Enfin, cet épouvantail détourne l’attention des publics occidentaux des menaces plus profondes, celles dont nos propres dirigeants – plutôt que les autres – sont responsables, comme la crise climatique qu’ils ont non seulement ignorée, mais qu’ils continuent d’alimenter par la posture militaire et les confrontations mondiales qu’ils emploient pour faire diversion. Voilà un cercle d’autodestruction on ne peut plus parfait.
Depuis la chute du mur de Berlin et la disparition de l’Union soviétique, l’Occident s’est mis en quête du parfait épouvantail pour remplacer l’URSS, un épouvantail qui constituerait une menace existentielle pour la civilisation occidentale.
Les armes de distraction massive de l’Irak pouvaient être déployées en 45 minutes… jusqu’à ce que nous apprenions qu’elles n’existaient pas.
Les Taliban afghans abritaient al-Qaïda… jusqu’à ce que nous apprenions que les talibans avaient proposé de livrer Oussama ben Laden avant même les attentats du 11 septembre.

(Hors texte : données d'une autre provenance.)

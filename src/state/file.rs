//! File-based saved-IP persistence implementation.

use std::io::ErrorKind;
use std::net::IpAddr;
use std::path::{Path, PathBuf};

use super::{LoadResult, StateError, StateStore};

/// File-based implementation of [`StateStore`].
///
/// Stores the last observed IP as a single-line plain-text file with
/// atomic write semantics.
///
/// # Atomic Writes
///
/// Uses write-to-temp-then-rename pattern to prevent corruption:
/// 1. Write to `{path}.tmp`
/// 2. Rename `{path}.tmp` to `{path}`
///
/// This ensures the file is either fully written or not written at all.
#[derive(Debug, Clone)]
pub struct FileStateStore {
    path: PathBuf,
}

impl FileStateStore {
    /// Creates a new file-based state store at the given path.
    #[must_use]
    pub fn new(path: impl Into<PathBuf>) -> Self {
        Self { path: path.into() }
    }

    /// Returns the path to the saved-IP file.
    #[must_use]
    pub fn path(&self) -> &Path {
        &self.path
    }

    /// Performs the blocking save operation.
    ///
    /// Separated out so it can be wrapped in `spawn_blocking`.
    fn save_blocking(path: &Path, ip: IpAddr) -> Result<(), StateError> {
        // Create parent directory if it doesn't exist
        if let Some(parent) = path.parent() {
            if !parent.as_os_str().is_empty() {
                std::fs::create_dir_all(parent).map_err(StateError::Write)?;
            }
        }

        // Append .tmp instead of replacing extension to avoid conflicts
        // (e.g., saved_ip.txt -> saved_ip.txt.tmp, not saved_ip.tmp)
        let temp_path = PathBuf::from(format!("{}.tmp", path.display()));

        // Write to temp file
        std::fs::write(&temp_path, format!("{ip}\n")).map_err(StateError::Write)?;

        // Atomic rename (on most filesystems)
        std::fs::rename(&temp_path, path).map_err(StateError::Write)?;

        Ok(())
    }
}

impl StateStore for FileStateStore {
    fn load(&self) -> LoadResult {
        let content = match std::fs::read_to_string(&self.path) {
            Ok(c) => c,
            Err(e) if e.kind() == ErrorKind::NotFound => return LoadResult::NotFound,
            Err(e) => {
                return LoadResult::Corrupted {
                    reason: format!("Failed to read file: {e}"),
                };
            }
        };

        match content.trim().parse::<IpAddr>() {
            Ok(ip) => LoadResult::Loaded(ip),
            Err(e) => LoadResult::Corrupted {
                reason: format!("Not an IP address: {e}"),
            },
        }
    }

    async fn save(&self, ip: IpAddr) -> Result<(), StateError> {
        let path = self.path.clone();

        // Use spawn_blocking to avoid blocking the async runtime
        tokio::task::spawn_blocking(move || Self::save_blocking(&path, ip))
            .await
            .expect("spawn_blocking task panicked")
    }
}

Il y avait la menace terrifiante des coupeurs de têtes du groupe État islamique (EI)… jusqu’à ce que nous apprenions qu’ils étaient des alliés à distance de l’Occident en Syrie et qu’ils étaient approvisionnés en armes par la Libye après que celle-ci a été libérée par l’Occident de son « dictateur », Mouammar Kadhafi.
Et il faudrait toujours s’inquiéter de l’Iran et de ses supposées armes nucléaires, même si Téhéran a signé en 2015 un accord instaurant une surveillance internationale stricte pour l’empêcher de développer une bombe… jusqu’à ce que les États-Unis écartent l’accord en toute désinvolture sous la pression d’Israël et choisissent de ne pas le remplacer par autre chose.

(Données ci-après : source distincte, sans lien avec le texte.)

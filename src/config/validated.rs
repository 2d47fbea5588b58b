//! Validated configuration after merging CLI and TOML sources.
//!
//! This module contains the final, validated configuration that is used
//! by the application. All validation is performed during construction.

use std::fmt;
use std::path::{Path, PathBuf};
use std::time::Duration;

use handlebars::Handlebars;
use url::Url;

use crate::notify::PushoverCredentials;

use super::cli::{Cli, Command};
use super::defaults;
use super::error::{ConfigError, field};
use super::toml::TomlConfig;

/// The check mode selected by the subcommand, with its resolved parameter.
#[derive(Debug, Clone, PartialEq, Eq)]
pub enum Mode {
    /// Compare against the domain's DNS A-record set.
    Dns {
        /// Hostname whose A-records serve as the reference.
        domain: String,
    },

    /// Compare against the previously saved value.
    Change {
        /// Path to the saved-IP file.
        state_file: PathBuf,
    },
}

impl fmt::Display for Mode {
    fn fmt(&self, f: &mut fmt::Formatter<'_>) -> fmt::Result {
        match self {
            Self::Dns { domain } => write!(f, "dns({domain})"),
            Self::Change { state_file } => write!(f, "change({})", state_file.display()),
        }
    }
}

/// Fully validated configuration ready for use by the application.
///
/// This struct represents a complete, validated configuration where all
/// required fields are present and all values have been validated.
///
/// # Construction
///
/// Use [`ValidatedConfig::from_raw`] to create from CLI args and optional TOML config.
/// The function validates all inputs and returns errors for invalid configurations.
#[derive(Debug)]
pub struct ValidatedConfig {
    /// Check mode with its resolved parameter
    pub mode: Mode,

    /// IP echo endpoint
    pub ip_endpoint: Url,

    /// Pushover message API endpoint
    pub pushover_api_url: Url,

    /// Timeout applied to every external call
    pub timeout: Duration,

    /// Pushover credentials (never logged)
    pub credentials: PushoverCredentials,

    /// Optional Handlebars message template (syntax-checked)
    pub message_template: Option<String>,

    /// Dry-run mode (log the would-be notification without sending)
    pub dry_run: bool,

    /// Verbose logging enabled
    pub verbose: bool,
}

impl fmt::Display for ValidatedConfig {
    /// Formats a config summary for the startup log line.
    ///
    /// Credentials are deliberately absent.
    fn fmt(&self, f: &mut fmt::Formatter<'_>) -> fmt::Result {
        write!(
            f,
            "Config {{ mode: {}, ip_endpoint: {}, timeout: {}s, template: {}, dry_run: {} }}",
            self.mode,
            self.ip_endpoint,
            self.timeout.as_secs(),
            if self.message_template.is_some() {
                "custom"
            } else {
                "default"
            },
            self.dry_run,
        )
    }
}

impl ValidatedConfig {
    /// Creates a validated configuration from CLI arguments and optional TOML config.
    ///
    /// CLI arguments take precedence over TOML config values.
    ///
    /// # Errors
    ///
    /// Returns an error if:
    /// - Required fields are missing (mode parameter, Pushover credentials)
    /// - A URL is invalid
    /// - The timeout is zero
    /// - The message template has invalid syntax
    ///
    /// # Panics
    ///
    /// Panics if called with the `init` subcommand, which is handled
    /// before configuration loading.
    pub fn from_raw(cli: &Cli, toml: Option<&TomlConfig>) -> Result<Self, ConfigError> {
        let mode = Self::resolve_mode(cli, toml)?;
        let ip_endpoint = Self::resolve_ip_endpoint(cli, toml)?;
        let pushover_api_url = Self::resolve_pushover_api_url(toml)?;
        let timeout = Self::resolve_timeout(cli, toml)?;
        let credentials = Self::resolve_credentials(toml)?;
        let message_template = Self::resolve_message_template(toml)?;

        Ok(Self {
            mode,
            ip_endpoint,
            pushover_api_url,
            timeout,
            credentials,
            message_template,
            dry_run: cli.dry_run,
            verbose: cli.verbose,
        })
    }

    /// Loads and merges configuration from CLI and optional config file.
    ///
    /// If `cli.config` is set, loads the TOML file from that path.
    ///
    /// # Errors
    ///
    /// Returns an error if:
    /// - The config file cannot be read or parsed
    /// - The merged configuration is invalid
    pub fn load(cli: &Cli) -> Result<Self, ConfigError> {
        let toml = if let Some(ref path) = cli.config {
            Some(TomlConfig::load(path)?)
        } else {
            None
        };

        Self::from_raw(cli, toml.as_ref())
    }

    fn resolve_mode(cli: &Cli, toml: Option<&TomlConfig>) -> Result<Mode, ConfigError> {
        match &cli.command {
            Command::Dns { domain } => {
                // CLI takes precedence
                let domain = domain
                    .as_deref()
                    .or_else(|| toml.and_then(|t| t.common.domain.as_deref()))
                    .ok_or_else(|| {
                        ConfigError::missing(
                            field::DOMAIN,
                            "Use --domain or set common.domain in config file",
                        )
                    })?;

                Ok(Mode::Dns {
                    domain: domain.to_string(),
                })
            }
            Command::Change { state_file } => {
                let state_file = state_file
                    .clone()
                    .or_else(|| {
                        toml.and_then(|t| t.state.file.as_deref().map(expand_tilde))
                    })
                    .or_else(defaults::state_file)
                    .ok_or_else(|| {
                        ConfigError::missing(
                            field::STATE_FILE,
                            "Use --state-file or set state.file in config file",
                        )
                    })?;

                Ok(Mode::Change { state_file })
            }
            Command::Init { .. } => unreachable!("init is handled before configuration loading"),
        }
    }

    fn resolve_ip_endpoint(cli: &Cli, toml: Option<&TomlConfig>) -> Result<Url, ConfigError> {
        // Priority: CLI explicit > TOML > default
        let url_str = cli
            .ip_endpoint
            .as_deref()
            .or_else(|| toml.and_then(|t| t.common.ip_endpoint.as_deref()))
            .unwrap_or(defaults::IP_ENDPOINT);

        parse_url(url_str)
    }

    fn resolve_pushover_api_url(toml: Option<&TomlConfig>) -> Result<Url, ConfigError> {
        let url_str = toml
            .and_then(|t| t.pushover.api_url.as_deref())
            .unwrap_or(defaults::PUSHOVER_API_URL);

        parse_url(url_str)
    }

    fn resolve_timeout(cli: &Cli, toml: Option<&TomlConfig>) -> Result<Duration, ConfigError> {
        // Priority: CLI explicit > TOML > default
        let seconds = cli
            .timeout
            .or_else(|| toml.and_then(|t| t.common.timeout))
            .unwrap_or(defaults::TIMEOUT_SECS);

        if seconds == 0 {
            return Err(ConfigError::InvalidDuration {
                field: "timeout",
                reason: "must be greater than 0".to_string(),
            });
        }

        Ok(Duration::from_secs(seconds))
    }

    fn resolve_credentials(toml: Option<&TomlConfig>) -> Result<PushoverCredentials, ConfigError> {
        let pushover = toml.map(|t| &t.pushover);

        let user_key = pushover
            .and_then(|p| p.user_key.as_deref())
            .ok_or_else(|| {
                ConfigError::missing(field::USER_KEY, "Set pushover.user_key in config file")
            })?;

        let token = pushover.and_then(|p| p.token.as_deref()).ok_or_else(|| {
            ConfigError::missing(field::TOKEN, "Set pushover.token in config file")
        })?;

        Ok(PushoverCredentials {
            user_key: user_key.to_string(),
            token: token.to_string(),
            sound: pushover.and_then(|p| p.sound.clone()),
        })
    }

    fn resolve_message_template(toml: Option<&TomlConfig>) -> Result<Option<String>, ConfigError> {
        let template = toml.and_then(|t| t.pushover.message_template.clone());

        // Validate Handlebars syntax if a template is provided
        if let Some(ref tmpl) = template {
            Self::validate_template(tmpl)?;
        }

        Ok(template)
    }

    fn validate_template(template: &str) -> Result<(), ConfigError> {
        let hbs = Handlebars::new();
        // Compile-check only; render with empty context to validate syntax
        hbs.render_template(template, &serde_json::json!({}))
            .map_err(|e| ConfigError::InvalidTemplate {
                reason: e.to_string(),
            })?;
        Ok(())
    }
}

/// Writes the default configuration template to a file.
///
/// # Errors
///
/// Returns an error if the file cannot be written.
pub fn write_default_config(path: &Path) -> Result<(), ConfigError> {
    let template = super::toml::default_config_template();
    std::fs::write(path, template).map_err(|e| ConfigError::FileWrite {
        path: path.to_path_buf(),
        source: e,
    })
}

// Helper functions

fn parse_url(url_str: &str) -> Result<Url, ConfigError> {
    Url::parse(url_str).map_err(|e| ConfigError::InvalidUrl {
        url: url_str.to_string(),
        reason: e.to_string(),
    })
}

/// Expands a leading `~` to the user's home directory.
///
/// Paths without a leading `~`, and `~` when no home directory can be
/// determined, pass through unchanged.
fn expand_tilde(path: &str) -> PathBuf {
    if let Some(stripped) = path.strip_prefix("~/") {
        if let Some(home) = dirs::home_dir() {
            return home.join(stripped);
        }
    } else if path == "~" {
        if let Some(home) = dirs::home_dir() {
            return home;
        }
    }

    PathBuf::from(path)
}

Chacune de ces menaces était si grave qu’elle nécessitait une énorme dépense d’énergie et de fonds, jusqu’à ce qu’elle ait atteint son objectif de terrifier les populations occidentales et de les forcer ainsi à hocher la tête.
Invariablement, l’ingérence de l’Occident a engendré un retour de bâton qui a créé un nouvel ennemi temporaire.
Aujourd’hui, comme dans une suite prévisible d’un film hollywoodien, la guerre froide revient en force. Le président russe Poutine y campe un rôle de premier plan. Et le complexe militaro-industriel se lèche les babines.
Les dirigeants européens demandent aux citoyens ordinaires et aux petites entreprises de se préparer à une récession alors que les entreprises du secteur de l’énergie engrangent à nouveau des bénéfices « hallucinants ».
Comme lors de la crise financière il y a une quinzaine d’années, où la population a dû se serrer la ceinture en subissant des politiques d’austérité, une crise offre des conditions idéales pour une redistribution des richesses vers le haut.
À l’instar d’autres responsables, le secrétaire général de l’OTAN, Jens Stoltenberg, a tiré la sonnette d’alarme au sujet des « troubles civils » pouvant survenir cet hiver, alors que les prix montent en flèche dans toute l’Europe, tout en exigeant que de l’argent public soit utilisé pour envoyer encore plus d’armes en Ukraine.
La question est de savoir si les populations occidentales continueront de croire au discours d’une menace existentielle qui ne peut être traitée que si elles mettent la main à la poche à la place de leurs dirigeants.